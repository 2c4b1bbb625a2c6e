use chrono::{DateTime, Utc};
use futures::future::FutureExt;
use std::sync::Arc;
use tokio_cron_scheduler::{Job, JobScheduler};

use crate::config::{BroadcastConfig, EventConfig};
use crate::database::{connection::DatabaseManager, models::*};
use crate::services::broadcast::{broadcast, BroadcastJob, BroadcastOptions, Recipient};
use crate::services::delivery_tracker::DeliveryTracker;
use crate::services::transport::{MessageTransport, OutboundMessage};
use crate::utils::datetime::{days_until, format_datetime};
use crate::utils::logging::{log_database_error, log_system_event};
use crate::utils::markdown::{bold, escape_markdown};

/// Days before the event on which guests are reminded.
pub const REMINDER_DAYS: [i64; 3] = [30, 7, 1];

/// Guests who receive reminders: everyone who has not declined.
const REMINDED_STATUSES: [AttendanceStatus; 2] = [AttendanceStatus::Attending, AttendanceStatus::Maybe];

type BoxError = Box<dyn std::error::Error + Send + Sync>;

#[derive(Debug, Clone, PartialEq, Eq)]
pub struct SentReminder {
    pub days_before: i64,
    pub recipients: usize,
    pub delivered: usize,
}

/// Everything a reminder check needs, cloned into the scheduled job.
#[derive(Clone)]
struct ReminderRunner {
    db: DatabaseManager,
    transport: Arc<dyn MessageTransport>,
    event: EventConfig,
    broadcast: BroadcastConfig,
    tracker: DeliveryTracker,
}

pub struct ReminderService {
    runner: ReminderRunner,
    scheduler: JobScheduler,
}

impl ReminderService {
    pub async fn new(
        db: DatabaseManager,
        transport: Arc<dyn MessageTransport>,
        event: EventConfig,
        broadcast: BroadcastConfig,
        tracker: DeliveryTracker,
    ) -> Result<Self, BoxError> {
        let scheduler = JobScheduler::new().await?;

        Ok(Self {
            runner: ReminderRunner {
                db,
                transport,
                event,
                broadcast,
                tracker,
            },
            scheduler,
        })
    }

    pub async fn start(&mut self) -> Result<(), BoxError> {
        // Run reminder checks twice daily at 9 AM and 6 PM UTC
        let runner = self.runner.clone();

        let reminder_job = Job::new_async("0 0 9,18 * * *", move |_uuid, _l| {
            let runner = runner.clone();
            Box::pin(async move {
                if let Err(e) = runner.check(Utc::now()).await {
                    tracing::error!("Failed to send reminders: {}", e);
                }
            })
        })?;

        self.scheduler.add(reminder_job).await?;
        self.scheduler.start().await?;

        log_system_event(
            "Reminder service started",
            Some("checking twice daily at 9 AM and 6 PM UTC"),
        );
        Ok(())
    }

    pub async fn stop(&mut self) -> Result<(), BoxError> {
        self.scheduler.shutdown().await?;
        log_system_event("Reminder service stopped", None);
        Ok(())
    }

    pub async fn check_reminders_now(&self) -> Result<Vec<SentReminder>, BoxError> {
        self.runner.check(Utc::now()).await
    }

    /// Runs the check as if the current time were `now`.
    pub async fn check_reminders_at(&self, now: DateTime<Utc>) -> Result<Vec<SentReminder>, BoxError> {
        self.runner.check(now).await
    }
}

impl ReminderRunner {
    async fn check(&self, now: DateTime<Utc>) -> Result<Vec<SentReminder>, BoxError> {
        let Some(event_date) = self.event.date else {
            tracing::debug!("No event date configured, skipping reminder check");
            return Ok(Vec::new());
        };

        let days_left = days_until(now, event_date);
        let mut sent = Vec::new();

        for days_before in REMINDER_DAYS.into_iter().filter(|d| *d == days_left) {
            let Some(_guard) = self.tracker.try_begin(format!("reminder:{days_before}")) else {
                tracing::debug!("{}-day reminder already running", days_before);
                continue;
            };

            // Only checked while holding the guard
            if Reminder::exists(&self.db.pool, days_before).await? {
                continue;
            }

            let users = User::find_by_attendance(&self.db.pool, &REMINDED_STATUSES).await?;
            if users.is_empty() {
                tracing::info!("No guests to remind {} days before the event", days_before);
                continue;
            }

            let job = BroadcastJob::new(
                render_reminder(days_before, &self.event, &event_date),
                users.iter().map(Recipient::from).collect(),
            );
            let transport = self.transport.clone();
            let send = move |recipient: Recipient, text: String| {
                let transport = transport.clone();
                async move {
                    transport
                        .send_message(OutboundMessage::markdown(recipient.chat_id, text))
                        .await
                        .map(|_| ())
                }
                .boxed()
            };

            let report = broadcast(send, &job, &BroadcastOptions::from_config(&self.broadcast)).await?;

            if let Err(e) = Reminder::create(&self.db.pool, days_before, report.delivered as i64).await {
                log_database_error("insert", "reminders", &e.to_string());
                return Err(e.into());
            }

            tracing::info!(
                "Sent {}-day reminder to {}/{} guests",
                days_before,
                report.delivered,
                report.total
            );
            sent.push(SentReminder {
                days_before,
                recipients: report.total,
                delivered: report.delivered,
            });
        }

        Ok(sent)
    }
}

pub fn render_reminder(days_before: i64, event: &EventConfig, event_date: &DateTime<Utc>) -> String {
    let heading = match days_before {
        1 => "Tomorrow is the day!".to_string(),
        7 => "One week to go".to_string(),
        d => format!("{d} days to go"),
    };

    format!(
        "📅 {}\n\n💍 {}\n🕰️ {}\n📍 {}\n",
        bold(&escape_markdown(&heading)),
        bold(&escape_markdown(&event.title)),
        escape_markdown(&format_datetime(event_date)),
        escape_markdown(&event.venue),
    )
}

----

• Task to carry out
Determine the count of lines in the data above with the string "services" in them, and give that count alone.

• Solved problem
3